use std::collections::VecDeque;
use std::time::{Duration, Instant};

/// Compteur FPS par fenêtre glissante. Zéro allocation après init.
///
/// # Example
/// ```
/// use nv_render::fps::FpsCounter;
/// let mut counter = FpsCounter::new(60);
/// counter.tick();
/// assert!(counter.fps() >= 0.0);
/// ```
pub struct FpsCounter {
    /// Timestamps des dernières N frames.
    timestamps: VecDeque<Instant>,
    /// Taille de la fenêtre (nombre de frames à moyenner).
    window: usize,
    fps: f64,
    last_frame: Duration,
}

impl FpsCounter {
    /// Create a new FPS counter averaging over `window` frames (at least 2).
    #[must_use]
    pub fn new(window: usize) -> Self {
        let window = window.max(2);
        Self {
            timestamps: VecDeque::with_capacity(window + 1),
            window,
            fps: 0.0,
            last_frame: Duration::ZERO,
        }
    }

    /// Appeler une fois par frame, APRÈS le rendu.
    pub fn tick(&mut self) {
        self.tick_at(Instant::now());
    }

    fn tick_at(&mut self, now: Instant) {
        if let Some(&last) = self.timestamps.back() {
            self.last_frame = now.saturating_duration_since(last);
        }
        self.timestamps.push_back(now);
        if self.timestamps.len() > self.window {
            self.timestamps.pop_front();
        }
        if let Some(&first) = self.timestamps.front() {
            let secs = now.saturating_duration_since(first).as_secs_f64();
            if secs > 0.0 {
                self.fps = (self.timestamps.len() - 1) as f64 / secs;
            }
        }
    }

    /// FPS moyen sur la fenêtre.
    #[must_use]
    pub fn fps(&self) -> f64 {
        self.fps
    }

    /// Durée de la dernière frame en ms.
    #[must_use]
    pub fn frame_time_ms(&self) -> f64 {
        self.last_frame.as_secs_f64() * 1000.0
    }
}

#[cfg(test)]
mod tests {
    use super::*;

    #[test]
    fn averages_over_window() {
        let mut counter = FpsCounter::new(4);
        let t0 = Instant::now();
        for i in 0..10u32 {
            counter.tick_at(t0 + Duration::from_millis(50) * i);
        }
        assert!((counter.fps() - 20.0).abs() < 1e-6);
        assert!((counter.frame_time_ms() - 50.0).abs() < 1e-6);
        assert_eq!(counter.timestamps.len(), 4);
    }

    #[test]
    fn single_tick_reports_zero() {
        let mut counter = FpsCounter::new(60);
        counter.tick();
        assert!(counter.fps().abs() < f64::EPSILON);
        assert!(counter.frame_time_ms().abs() < f64::EPSILON);
    }
}
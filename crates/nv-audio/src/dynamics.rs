/// Envelope values below this snap to exactly 0.
const ENVELOPE_EPSILON: f32 = 1e-6;

/// Relative rise of total energy between consecutive chunks.
///
/// `transient = max(0, total - previous) / max(total, floor)`, clamped to [0.0, 1.0].
/// Being relative, it scales with the current loudness instead of firing on level alone.
///
/// # Example
/// ```
/// use nv_audio::dynamics::TransientDetector;
/// let mut t = TransientDetector::new(1e-6);
/// assert_eq!(t.process(1.0), 1.0);   // from silence
/// assert_eq!(t.process(1.0), 0.0);   // steady
/// assert_eq!(t.process(2.0), 0.5);   // doubled
/// assert_eq!(t.process(0.5), 0.0);   // falling never fires
/// ```
#[derive(Clone, Debug)]
pub struct TransientDetector {
    prev_total: f32,
    floor: f32,
}

impl TransientDetector {
    /// Create a detector whose denominator never drops below `floor`.
    #[must_use]
    pub fn new(floor: f32) -> Self {
        Self {
            prev_total: 0.0,
            floor: floor.max(f32::MIN_POSITIVE),
        }
    }

    /// Feed this chunk's total energy. Always updates the stored total.
    pub fn process(&mut self, total: f32) -> f32 {
        let total = if total.is_finite() { total.max(0.0) } else { 0.0 };
        let rise = (total - self.prev_total).max(0.0);
        self.prev_total = total;
        let t = rise / total.max(self.floor);
        if t.is_finite() { t.clamp(0.0, 1.0) } else { 0.0 }
    }
}

/// Instant-attack, exponential-decay follower.
///
/// Two transitions only: a target above the current value snaps the envelope to it;
/// anything else (including an equal target) multiplies it by the per-chunk decay
/// factor `1 - chunk_duration / decay_time`.
///
/// # Example
/// ```
/// use nv_audio::dynamics::EnvelopeFollower;
/// let mut env = EnvelopeFollower::new(0.1, 1.0);
/// assert_eq!(env.process(0.8), 0.8);
/// assert!((env.process(0.0) - 0.72).abs() < 1e-6);
/// ```
#[derive(Clone, Debug)]
pub struct EnvelopeFollower {
    value: f32,
    decay: f32,
}

impl EnvelopeFollower {
    /// Follower stepping every `chunk_duration` seconds with a `decay_time` constant.
    #[must_use]
    pub fn new(chunk_duration: f32, decay_time: f32) -> Self {
        let decay = if decay_time > 0.0 {
            1.0 - chunk_duration / decay_time
        } else {
            0.0
        };
        Self {
            value: 0.0,
            decay: if decay.is_finite() { decay.clamp(0.0, 1.0) } else { 0.0 },
        }
    }

    /// Step once toward `target` and return the new value [0.0, 1.0].
    pub fn process(&mut self, target: f32) -> f32 {
        let target = if target.is_finite() { target.clamp(0.0, 1.0) } else { 0.0 };
        if target > self.value {
            self.value = target;
        } else {
            self.value *= self.decay;
            if self.value < ENVELOPE_EPSILON {
                self.value = 0.0;
            }
        }
        self.value = self.value.clamp(0.0, 1.0);
        self.value
    }

    /// Current value.
    #[must_use]
    pub fn value(&self) -> f32 {
        self.value
    }

    /// Per-chunk decay multiplier.
    #[must_use]
    pub fn decay_factor(&self) -> f32 {
        self.decay
    }
}
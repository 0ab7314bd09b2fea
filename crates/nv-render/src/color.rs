use nv_core::frame::FeatureFrame;

/// Hue span used for the frequency axis: red (low) to magenta (high).
const HUE_SPAN: f32 = 300.0;
/// Brightness of a silent frame.
const MIN_VALUE: f32 = 0.25;

/// RGB color of a frame.
///
/// Hue follows the dominant band's position in the spectrum when the frame is tonal
/// enough (`tonalness >= tonal_threshold`), otherwise the spectral centroid. Saturation
/// grows with tonalness, brightness with the envelope.
///
/// # Example
/// ```
/// use nv_core::frame::{DominantBand, FeatureFrame};
/// use nv_render::color::frame_color;
///
/// let frame = FeatureFrame {
///     spectrum: vec![0.0; 32],
///     dominant: Some(DominantBand { index: 0, freq_hz: 21.0 }),
///     tonalness: 1.0,
///     envelope: 1.0,
///     ..FeatureFrame::default()
/// };
/// assert_eq!(frame_color(&frame, 0.4), (255, 0, 0));
/// ```
#[must_use]
pub fn frame_color(frame: &FeatureFrame, tonal_threshold: f32) -> (u8, u8, u8) {
    let position = match frame.trusted_dominant(tonal_threshold) {
        Some(d) if frame.spectrum.len() > 1 => d.index as f32 / (frame.spectrum.len() - 1) as f32,
        Some(_) => 0.0,
        None => frame.centroid,
    };
    let hue = unit(position) * HUE_SPAN;
    let saturation = 0.4 + 0.6 * unit(frame.tonalness);
    let value = MIN_VALUE + (1.0 - MIN_VALUE) * unit(frame.envelope);
    hsv_to_rgb(hue, saturation, value)
}

/// HSV (hue in degrees, s and v in [0.0, 1.0]) to 8-bit RGB.
///
/// # Example
/// ```
/// use nv_render::color::hsv_to_rgb;
/// assert_eq!(hsv_to_rgb(120.0, 1.0, 1.0), (0, 255, 0));
/// assert_eq!(hsv_to_rgb(0.0, 0.0, 0.5), (128, 128, 128));
/// ```
#[must_use]
pub fn hsv_to_rgb(hue: f32, saturation: f32, value: f32) -> (u8, u8, u8) {
    let h = hue.rem_euclid(360.0) / 60.0;
    let s = unit(saturation);
    let v = unit(value);
    let c = v * s;
    let x = c * (1.0 - (h % 2.0 - 1.0).abs());
    let m = v - c;
    let (r, g, b) = match h as u32 {
        0 => (c, x, 0.0),
        1 => (x, c, 0.0),
        2 => (0.0, c, x),
        3 => (0.0, x, c),
        4 => (x, 0.0, c),
        _ => (c, 0.0, x),
    };
    let to_u8 = |channel: f32| ((channel + m) * 255.0).round().clamp(0.0, 255.0) as u8;
    (to_u8(r), to_u8(g), to_u8(b))
}

fn unit(v: f32) -> f32 {
    if v.is_finite() { v.clamp(0.0, 1.0) } else { 0.0 }
}
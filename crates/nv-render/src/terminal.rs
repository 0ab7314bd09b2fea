use std::time::Duration;

use anyhow::Result;
use crossterm::event::{self, Event, KeyCode, KeyEvent, KeyEventKind, KeyModifiers};
use nv_core::config::DisplayConfig;
use nv_core::frame::FeatureFrame;
use nv_core::traits::Renderer;
use ratatui::DefaultTerminal;

use crate::fps::FpsCounter;
use crate::ui;

/// Full-screen ratatui view of the latest frame.
///
/// Owns the terminal between [`TerminalRenderer::new`] and [`Renderer::clear`];
/// dropping it without `clear` still restores the terminal.
pub struct TerminalRenderer {
    terminal: Option<DefaultTerminal>,
    fps: FpsCounter,
    tonal_threshold: f32,
    quit: bool,
}

impl TerminalRenderer {
    /// Enter raw mode and the alternate screen.
    ///
    /// # Errors
    /// Returns an error if the terminal cannot be cleared after initialization.
    pub fn new(display: &DisplayConfig) -> Result<Self> {
        let mut terminal = ratatui::init();
        terminal.clear()?;
        Ok(Self {
            terminal: Some(terminal),
            fps: FpsCounter::new(usize::try_from(display.target_fps).unwrap_or(60)),
            tonal_threshold: display.tonal_threshold,
            quit: false,
        })
    }

    fn handle_key(&mut self, key: KeyEvent) {
        if key.kind != KeyEventKind::Press {
            return;
        }
        match key.code {
            KeyCode::Char('q') | KeyCode::Esc => self.quit = true,
            // Raw mode swallows SIGINT
            KeyCode::Char('c') if key.modifiers.contains(KeyModifiers::CONTROL) => self.quit = true,
            _ => {}
        }
    }
}

impl Renderer for TerminalRenderer {
    fn render(&mut self, frame: &FeatureFrame) -> Result<()> {
        let Some(terminal) = self.terminal.as_mut() else {
            return Ok(());
        };
        let fps = &self.fps;
        let threshold = self.tonal_threshold;
        terminal.draw(|f| ui::draw(f, frame, fps, threshold))?;
        self.fps.tick();
        Ok(())
    }

    fn clear(&mut self) -> Result<()> {
        if let Some(mut terminal) = self.terminal.take() {
            terminal.clear()?;
            ratatui::restore();
        }
        Ok(())
    }

    fn should_quit(&mut self) -> bool {
        while event::poll(Duration::ZERO).unwrap_or(false) {
            match event::read() {
                Ok(Event::Key(key)) => self.handle_key(key),
                Ok(_) => {}
                Err(e) => {
                    log::warn!("Lecture clavier échouée : {e}");
                    break;
                }
            }
        }
        self.quit
    }
}

impl Drop for TerminalRenderer {
    fn drop(&mut self) {
        if self.terminal.take().is_some() {
            ratatui::restore();
        }
    }
}
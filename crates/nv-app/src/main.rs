use std::sync::Arc;
use std::sync::atomic::{AtomicBool, Ordering};

use anyhow::{Context, Result};
use clap::Parser;
use nv_audio::Analyzer;
use nv_audio::state::spawn_analysis_thread;
use nv_core::config::AppConfig;
use nv_core::traits::Renderer;
use nv_render::{JsonRenderer, TerminalRenderer};

pub mod app;
pub mod cli;
pub mod pipeline;

fn main() -> Result<()> {
    // 1. Parser CLI
    let cli = cli::Cli::parse();

    // 2. Initialiser le logging
    env_logger::Builder::new()
        .filter_level(cli.log_level.parse().unwrap_or(log::LevelFilter::Warn))
        .init();

    // 3. Charger la config + overrides CLI
    let mut config = resolve_config(&cli)?;
    cli.apply_overrides(&mut config)?;

    // 4. Ouvrir la source audio
    let source_arg = cli.source()?;
    let source = pipeline::open_source(&source_arg, &config.analyzer, !cli.no_loop)?;
    pipeline::adopt_source_rate(&mut config.analyzer, &*source);

    // 5. Construire l'analyseur (fatal si config invalide)
    let analyzer =
        Analyzer::new(config.analyzer.clone()).context("Configuration d'analyse invalide")?;

    // 6. Stop partagé : Ctrl-C, fin de source, ou touche quit
    let stop = Arc::new(AtomicBool::new(false));
    {
        let stop = Arc::clone(&stop);
        ctrlc::set_handler(move || stop.store(true, Ordering::Relaxed))
            .context("Impossible d'installer le handler Ctrl-C")?;
    }

    // 7. Renderer
    let mut renderer: Box<dyn Renderer> = if cli.headless {
        Box::new(JsonRenderer::stdout())
    } else {
        Box::new(TerminalRenderer::new(&config.display)?)
    };

    // 8. Démarrer le thread d'analyse
    let (features, handle) = spawn_analysis_thread(source, analyzer, Arc::clone(&stop))?;

    // 9. Boucle principale
    let result = app::App::new(
        renderer.as_mut(),
        features,
        &stop,
        config.display.target_fps,
    )
    .run();

    // 10. Arrêt : joindre l'analyse, restaurer la sortie (TOUJOURS, même en cas d'erreur)
    stop.store(true, Ordering::Relaxed);
    match handle.join() {
        Ok(exit) => log::info!("Analyse arrêtée : {exit:?}"),
        Err(_) => log::error!("Le thread d'analyse a paniqué"),
    }
    renderer.clear()?;

    result
}

/// Load `--config`, falling back to defaults when the file does not exist.
fn resolve_config(cli: &cli::Cli) -> Result<AppConfig> {
    if cli.config.exists() {
        nv_core::config::load_config(&cli.config)
    } else {
        log::warn!(
            "Config introuvable : {}. Utilisation des défauts.",
            cli.config.display()
        );
        Ok(AppConfig::default())
    }
}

▶ **What needs to be done**: For the listing above, print only the lines starting at the line containing "pub fn new(display: &DisplayConfig)" and ending at the line containing "use nv_core::config::AppConfig;", exactly, both included.

▶ **Solution**:
    pub fn new(display: &DisplayConfig) -> Result<Self> {
        let mut terminal = ratatui::init();
        terminal.clear()?;
        Ok(Self {
            terminal: Some(terminal),
            fps: FpsCounter::new(usize::try_from(display.target_fps).unwrap_or(60)),
            tonal_threshold: display.tonal_threshold,
            quit: false,
        })
    }

    fn handle_key(&mut self, key: KeyEvent) {
        if key.kind != KeyEventKind::Press {
            return;
        }
        match key.code {
            KeyCode::Char('q') | KeyCode::Esc => self.quit = true,
            // Raw mode swallows SIGINT
            KeyCode::Char('c') if key.modifiers.contains(KeyModifiers::CONTROL) => self.quit = true,
            _ => {}
        }
    }
}

impl Renderer for TerminalRenderer {
    fn render(&mut self, frame: &FeatureFrame) -> Result<()> {
        let Some(terminal) = self.terminal.as_mut() else {
            return Ok(());
        };
        let fps = &self.fps;
        let threshold = self.tonal_threshold;
        terminal.draw(|f| ui::draw(f, frame, fps, threshold))?;
        self.fps.tick();
        Ok(())
    }

    fn clear(&mut self) -> Result<()> {
        if let Some(mut terminal) = self.terminal.take() {
            terminal.clear()?;
            ratatui::restore();
        }
        Ok(())
    }

    fn should_quit(&mut self) -> bool {
        while event::poll(Duration::ZERO).unwrap_or(false) {
            match event::read() {
                Ok(Event::Key(key)) => self.handle_key(key),
                Ok(_) => {}
                Err(e) => {
                    log::warn!("Lecture clavier échouée : {e}");
                    break;
                }
            }
        }
        self.quit
    }
}

impl Drop for TerminalRenderer {
    fn drop(&mut self) {
        if self.terminal.take().is_some() {
            ratatui::restore();
        }
    }
}
filename crates/nv-app/src/main.rs
use std::sync::Arc;
use std::sync::atomic::{AtomicBool, Ordering};

use anyhow::{Context, Result};
use clap::Parser;
use nv_audio::Analyzer;
use nv_audio::state::spawn_analysis_thread;
use nv_core::config::AppConfig;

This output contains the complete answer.